[Opening DATA RECORDS section]

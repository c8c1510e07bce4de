#![forbid(unsafe_code)]

use std::str::FromStr;

use solana_account_decoder::UiAccountEncoding;
use solana_client::{
    nonblocking::rpc_client::RpcClient,
    rpc_config::{RpcAccountInfoConfig, RpcProgramAccountsConfig},
    rpc_filter::{Memcmp, RpcFilterType},
};
use solana_sdk::{
    commitment_config::CommitmentConfig, hash::Hash, program_pack::Pack, pubkey::Pubkey,
    signature::Signature, transaction::Transaction,
};

use crate::{error::KingdomError, pda::TOKEN_METADATA_PROGRAM_ID, state::METADATA_CREATOR_OFFSET};

/// Read access to chain state. Production is RPC-backed; tests substitute
/// scripted implementations.
#[allow(async_fn_in_trait)]
pub trait ChainReader {
    /// Raw data of an account, or `None` if the account does not exist.
    async fn account_data(&self, address: &Pubkey) -> Result<Option<Vec<u8>>, KingdomError>;

    /// All token-metadata accounts whose first creator is `creator`,
    /// as (address, raw data) pairs.
    async fn metadata_accounts_by_creator(
        &self,
        creator: &Pubkey,
    ) -> Result<Vec<(Pubkey, Vec<u8>)>, KingdomError>;

    /// Owner of the largest token account of `mint`. For an NFT with supply
    /// one this is the current holder.
    async fn largest_token_holder(&self, mint: &Pubkey)
        -> Result<Option<Pubkey>, KingdomError>;
}

/// Where a submitted signature currently stands.
#[derive(Clone, Debug, PartialEq, Eq)]
pub enum SignatureDisposition {
    Pending,
    Confirmed,
    Failed(String),
}

/// Transaction transport. Kept separate from [`ChainReader`] so a submitter
/// needs no read access beyond the blockhash.
#[allow(async_fn_in_trait)]
pub trait TxSender {
    async fn latest_blockhash(&self) -> Result<Hash, KingdomError>;
    async fn send(&self, transaction: &Transaction) -> Result<Signature, KingdomError>;
    async fn signature_status(
        &self,
        signature: &Signature,
    ) -> Result<SignatureDisposition, KingdomError>;
}

/// RPC-backed implementation of both chain traits.
pub struct RpcGateway {
    rpc: RpcClient,
    commitment: CommitmentConfig,
}

impl RpcGateway {
    pub fn new(url: impl Into<String>) -> Self {
        let commitment = CommitmentConfig::confirmed();
        Self {
            rpc: RpcClient::new_with_commitment(url.into(), commitment),
            commitment,
        }
    }
}

impl ChainReader for RpcGateway {
    async fn account_data(&self, address: &Pubkey) -> Result<Option<Vec<u8>>, KingdomError> {
        let response = self
            .rpc
            .get_account_with_commitment(address, self.commitment)
            .await?;
        Ok(response.value.map(|account| account.data))
    }

    async fn metadata_accounts_by_creator(
        &self,
        creator: &Pubkey,
    ) -> Result<Vec<(Pubkey, Vec<u8>)>, KingdomError> {
        let config = RpcProgramAccountsConfig {
            filters: Some(vec![RpcFilterType::Memcmp(Memcmp::new_base58_encoded(
                METADATA_CREATOR_OFFSET,
                creator.as_ref(),
            ))]),
            account_config: RpcAccountInfoConfig {
                encoding: Some(UiAccountEncoding::Base64),
                commitment: Some(self.commitment),
                ..RpcAccountInfoConfig::default()
            },
            ..RpcProgramAccountsConfig::default()
        };
        let accounts = self
            .rpc
            .get_program_accounts_with_config(&TOKEN_METADATA_PROGRAM_ID, config)
            .await?;
        Ok(accounts
            .into_iter()
            .map(|(address, account)| (address, account.data))
            .collect())
    }

    async fn largest_token_holder(
        &self,
        mint: &Pubkey,
    ) -> Result<Option<Pubkey>, KingdomError> {
        let balances = self.rpc.get_token_largest_accounts(mint).await?;
        let Some(largest) = balances.into_iter().next() else {
            return Ok(None);
        };
        let token_account = Pubkey::from_str(&largest.address)
            .map_err(|e| KingdomError::Malformed(format!("token account address: {e}")))?;
        let Some(data) = self.account_data(&token_account).await? else {
            return Ok(None);
        };
        let unpacked = spl_token::state::Account::unpack(&data)
            .map_err(|e| KingdomError::Malformed(format!("token account {token_account}: {e}")))?;
        Ok(Some(unpacked.owner))
    }
}

impl TxSender for RpcGateway {
    async fn latest_blockhash(&self) -> Result<Hash, KingdomError> {
        Ok(self.rpc.get_latest_blockhash().await?)
    }

    async fn send(&self, transaction: &Transaction) -> Result<Signature, KingdomError> {
        Ok(self.rpc.send_transaction(transaction).await?)
    }

    async fn signature_status(
        &self,
        signature: &Signature,
    ) -> Result<SignatureDisposition, KingdomError> {
        let response = self.rpc.get_signature_statuses(&[*signature]).await?;
        let Some(status) = response.value.into_iter().next().flatten() else {
            return Ok(SignatureDisposition::Pending);
        };
        if let Some(err) = status.err {
            return Ok(SignatureDisposition::Failed(err.to_string()));
        }
        if status.satisfies_commitment(CommitmentConfig::finalized()) {
            Ok(SignatureDisposition::Confirmed)
        } else {
            Ok(SignatureDisposition::Pending)
        }
    }
}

[Closing DATA RECORDS section]

EXERCISE DESCRIPTION = Give back every line of the data exactly.

REPLY =
repository c8c1510e07bce4de
#![forbid(unsafe_code)]

use std::str::FromStr;

use solana_account_decoder::UiAccountEncoding;
use solana_client::{
    nonblocking::rpc_client::RpcClient,
    rpc_config::{RpcAccountInfoConfig, RpcProgramAccountsConfig},
    rpc_filter::{Memcmp, RpcFilterType},
};
use solana_sdk::{
    commitment_config::CommitmentConfig, hash::Hash, program_pack::Pack, pubkey::Pubkey,
    signature::Signature, transaction::Transaction,
};

use crate::{error::KingdomError, pda::TOKEN_METADATA_PROGRAM_ID, state::METADATA_CREATOR_OFFSET};

/// Read access to chain state. Production is RPC-backed; tests substitute
/// scripted implementations.
#[allow(async_fn_in_trait)]
pub trait ChainReader {
    /// Raw data of an account, or `None` if the account does not exist.
    async fn account_data(&self, address: &Pubkey) -> Result<Option<Vec<u8>>, KingdomError>;

    /// All token-metadata accounts whose first creator is `creator`,
    /// as (address, raw data) pairs.
    async fn metadata_accounts_by_creator(
        &self,
        creator: &Pubkey,
    ) -> Result<Vec<(Pubkey, Vec<u8>)>, KingdomError>;

    /// Owner of the largest token account of `mint`. For an NFT with supply
    /// one this is the current holder.
    async fn largest_token_holder(&self, mint: &Pubkey)
        -> Result<Option<Pubkey>, KingdomError>;
}

/// Where a submitted signature currently stands.
#[derive(Clone, Debug, PartialEq, Eq)]
pub enum SignatureDisposition {
    Pending,
    Confirmed,
    Failed(String),
}

/// Transaction transport. Kept separate from [`ChainReader`] so a submitter
/// needs no read access beyond the blockhash.
#[allow(async_fn_in_trait)]
pub trait TxSender {
    async fn latest_blockhash(&self) -> Result<Hash, KingdomError>;
    async fn send(&self, transaction: &Transaction) -> Result<Signature, KingdomError>;
    async fn signature_status(
        &self,
        signature: &Signature,
    ) -> Result<SignatureDisposition, KingdomError>;
}

/// RPC-backed implementation of both chain traits.
pub struct RpcGateway {
    rpc: RpcClient,
    commitment: CommitmentConfig,
}

impl RpcGateway {
    pub fn new(url: impl Into<String>) -> Self {
        let commitment = CommitmentConfig::confirmed();
        Self {
            rpc: RpcClient::new_with_commitment(url.into(), commitment),
            commitment,
        }
    }
}

impl ChainReader for RpcGateway {
    async fn account_data(&self, address: &Pubkey) -> Result<Option<Vec<u8>>, KingdomError> {
        let response = self
            .rpc
            .get_account_with_commitment(address, self.commitment)
            .await?;
        Ok(response.value.map(|account| account.data))
    }

    async fn metadata_accounts_by_creator(
        &self,
        creator: &Pubkey,
    ) -> Result<Vec<(Pubkey, Vec<u8>)>, KingdomError> {
        let config = RpcProgramAccountsConfig {
            filters: Some(vec![RpcFilterType::Memcmp(Memcmp::new_base58_encoded(
                METADATA_CREATOR_OFFSET,
                creator.as_ref(),
            ))]),
            account_config: RpcAccountInfoConfig {
                encoding: Some(UiAccountEncoding::Base64),
                commitment: Some(self.commitment),
                ..RpcAccountInfoConfig::default()
            },
            ..RpcProgramAccountsConfig::default()
        };
        let accounts = self
            .rpc
            .get_program_accounts_with_config(&TOKEN_METADATA_PROGRAM_ID, config)
            .await?;
        Ok(accounts
            .into_iter()
            .map(|(address, account)| (address, account.data))
            .collect())
    }

    async fn largest_token_holder(
        &self,
        mint: &Pubkey,
    ) -> Result<Option<Pubkey>, KingdomError> {
        let balances = self.rpc.get_token_largest_accounts(mint).await?;
        let Some(largest) = balances.into_iter().next() else {
            return Ok(None);
        };
        let token_account = Pubkey::from_str(&largest.address)
            .map_err(|e| KingdomError::Malformed(format!("token account address: {e}")))?;
        let Some(data) = self.account_data(&token_account).await? else {
            return Ok(None);
        };
        let unpacked = spl_token::state::Account::unpack(&data)
            .map_err(|e| KingdomError::Malformed(format!("token account {token_account}: {e}")))?;
        Ok(Some(unpacked.owner))
    }
}

impl TxSender for RpcGateway {
    async fn latest_blockhash(&self) -> Result<Hash, KingdomError> {
        Ok(self.rpc.get_latest_blockhash().await?)
    }

    async fn send(&self, transaction: &Transaction) -> Result<Signature, KingdomError> {
        Ok(self.rpc.send_transaction(transaction).await?)
    }

    async fn signature_status(
        &self,
        signature: &Signature,
    ) -> Result<SignatureDisposition, KingdomError> {
        let response = self.rpc.get_signature_statuses(&[*signature]).await?;
        let Some(status) = response.value.into_iter().next().flatten() else {
            return Ok(SignatureDisposition::Pending);
        };
        if let Some(err) = status.err {
            return Ok(SignatureDisposition::Failed(err.to_string()));
        }
        if status.satisfies_commitment(CommitmentConfig::finalized()) {
            Ok(SignatureDisposition::Confirmed)
        } else {
            Ok(SignatureDisposition::Pending)
        }
    }
}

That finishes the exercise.